Incorpórese el original de esta sentencia, por su orden, al Libro de Sentencias de esta Sección de Sala.
Expídanse certificaciones de esta sentencia para su unión a la pieza separada o rollo de suplicación, que se archivará en este Tribunal, y a los autos principales.
Notifíquese la presente sentencia a las partes y a la Fiscalía del Tribunal Superior de Justicia de Madrid.
Hágaseles saber a los antedichos, sirviendo para ello esta misma orden, que contra la presente sentencia pueden, si a su derecho conviene, interponer recurso de casación para la unificación de la doctrina, previsto en los artículos 216 y siguientes de la Ley de Procedimiento Laboral de 7 de abril de 1.995 , que ha de prepararse mediante escrito presentado ante esta Sala de lo Social de Madrid dentro del improrrogable plazo de los diez días laborales inmediatos siguientes a la fecha de notificación de esta sentencia de acuerdo con los establecido, más en concreto, en los artículos 219, 227 y 228 de la citada Ley de 7 de abril de 1.995. Asimismo se hace expresa advertencia a todo posible recurrente en casación para unificación de esta sentencia que no goce de la condición de trabajador o de causahabiente suyo o de beneficiario del Régimen Público de la Seguridad Social o del beneficio reconocido de justicia gratuita, y por lo que respecta a los dos últimos preceptos dichos (227 y 228 ), que el depósito de los 300,51 ? deberá ser efectuado ante la Sala Cuarta o de lo Social del Tribunal Supremo al tiempo de personarse ante ella y en su cuenta número 2410, abierta en el Banco Español de Crédito, sucursal nº1006, de la calle Barquillo nº49, de Madrid 28004, mientras que la consignación en metálico del importe de la condena eventualmente impuesta deberá acreditarse, cuando así proceda, por el recurrente que no goce del señalado beneficio de justicia gratuita ante esta Sala de lo Social de Madrid al tiempo de preparar el recurso de casación para unificación citado, para lo cual deberá presentar en el tiempo dicho resguardo acreditativo de haber efectuado la indicada consignación en la cuenta corriente número 2826000000nºrecurso que esta Sección Primera tiene abierta en el Banco Español de Crédito, sucursal número 1026 sita en la c/ Miguel Ángel nº 17, de Madrid 28010, pudiéndose, en su caso, sustituir dicha consignación en metálico por el aseguramiento de dicha condena mediante el correspondiente aval bancario en el que, expresa y necesariamente, habrá de hacerse constar la responsabilidad solidaria de la entidad bancaria avalista, documento escrito de aval que deberá ser ratificado por persona con poder bastante para ello de la entidad bancaria avalista.
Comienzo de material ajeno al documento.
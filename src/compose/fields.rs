//! Field introspection over a record shape

use super::errors::{ComposeError, ComposeResult};
use crate::config::IdentityMode;
use crate::record::Record;

/// Entity name plus ordered field names
#[derive(Debug, Clone, PartialEq, Eq)]
pub struct RecordShape {
    pub entity: String,
    pub fields: Vec<String>,
}

impl RecordShape {
    pub fn new<S: Into<String>>(entity: impl Into<String>, fields: impl IntoIterator<Item = S>) -> Self {
        Self {
            entity: entity.into(),
            fields: fields.into_iter().map(Into::into).collect(),
        }
    }

    pub fn of<R: Record>() -> Self {
        Self::new(R::entity_name(), R::field_names())
    }

    pub fn contains(&self, field: &str) -> bool {
        self.fields.iter().any(|f| f == field)
    }

    /// Fail unless every name is a field of this shape
    pub fn check_fields<S: AsRef<str>>(&self, names: &[S]) -> ComposeResult<()> {
        for name in names {
            if !self.contains(name.as_ref()) {
                return Err(ComposeError::UnknownField {
                    entity: self.entity.clone(),
                    field: name.as_ref().to_string(),
                });
            }
        }
        Ok(())
    }
}

/// Field names of `shape` in declaration order, minus `excluded`
pub fn fields<S: AsRef<str>>(shape: &RecordShape, excluded: &[S]) -> Vec<String> {
    shape
        .fields
        .iter()
        .filter(|f| !excluded.iter().any(|e| e.as_ref() == f.as_str()))
        .cloned()
        .collect()
}

/// Resolve the key fields for a statement.
///
/// Explicit keys are de-duplicated in order. With none given, the configured
/// id field is used when the identity mode is integer-keyed or a key is
/// required; otherwise the result is empty.
pub fn key_fields<S: AsRef<str>>(
    explicit: &[S],
    id_field: &str,
    mode: IdentityMode,
    require: bool,
) -> Vec<String> {
    let mut keys: Vec<String> = Vec::with_capacity(explicit.len().max(1));
    for key in explicit {
        let key = key.as_ref();
        if !keys.iter().any(|k| k == key) {
            keys.push(key.to_string());
        }
    }

    if keys.is_empty() && (mode == IdentityMode::IntegerIdentity || require) {
        keys.push(id_field.to_string());
    }

    keys
}
//! Lifecycle hooks
//!
//! Hooks run around every mutation of an entity service. `before_*` hooks
//! may change the record about to be written or veto the write by returning
//! an error; `after_*` hooks observe the record as written. All hooks default
//! to no-ops.

use crate::error::EngineResult;
use crate::record::{ActiveState, Actor, Record};

pub trait LifecycleHooks<R>: Send + Sync {
    fn before_create(&self, _record: &mut R) -> EngineResult<()> {
        Ok(())
    }

    fn after_create(&self, _record: &R) {}

    fn before_update(&self, _record: &mut R) -> EngineResult<()> {
        Ok(())
    }

    fn after_update(&self, _record: &R) {}

    /// Runs before soft and hard deletes
    fn before_delete(&self, _record: &mut R) -> EngineResult<()> {
        Ok(())
    }

    fn after_delete(&self, _record: &R) {}
}

/// Hooks that do nothing
#[derive(Debug, Clone, Copy, Default)]
pub struct NoopHooks;

impl<R> LifecycleHooks<R> for NoopHooks {}

/// Stamps the acting user, address and current time into audited records.
///
/// Creates are stamped active, updates with `update_state` (active unless
/// configured otherwise) and deletes inactive. Records without audit
/// metadata pass through untouched.
#[derive(Debug, Clone, PartialEq)]
pub struct ActorStamp {
    pub actor: Actor,
    pub update_state: ActiveState,
}

impl ActorStamp {
    pub fn new(actor: Actor) -> Self {
        Self {
            actor,
            update_state: ActiveState::Active,
        }
    }

    pub fn with_update_state(mut self, state: ActiveState) -> Self {
        self.update_state = state;
        self
    }
}

impl<R: Record> LifecycleHooks<R> for ActorStamp {
    fn before_create(&self, record: &mut R) -> EngineResult<()> {
        if let Some(audit) = record.auditable_mut() {
            audit.stamp_create(&self.actor);
        }
        Ok(())
    }

    fn before_update(&self, record: &mut R) -> EngineResult<()> {
        if let Some(audit) = record.auditable_mut() {
            audit.stamp_update(&self.actor, self.update_state);
        }
        Ok(())
    }

    fn before_delete(&self, record: &mut R) -> EngineResult<()> {
        if let Some(audit) = record.auditable_mut() {
            audit.stamp_delete(&self.actor);
        }
        Ok(())
    }
}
En el supuesto de que la parte recurrente hubiere efectuado las consignaciones o aseguramientos necesarios para recurrir, así como los depósitos precisos a igual efecto, procédase de acuerdo con lo dispuesto en los artículos 201, 202.1 y 202.3 de la citada Ley de 7 de abril de 1.995 , y siempre en atención a la parte dispositiva de esta sentencia.
Una vez adquiera firmeza la presente sentencia, devuélvanse los autos originales, para su debida ejecución, al Juzgado de lo Social de su procedencia, dejando de ello debida nota en los Libros de esta Sección de Sala.
Así, por esta nuestra sentencia, lo pronunciamos, mandamos y firmamos.
PUBLICACION.- Leída y publicada fue la anterior sentencia el,por el Iltmo. Sr. Magistrado Ponente que la suscribe,
en la Sala de Audiencias de este Tribunal, doy fe.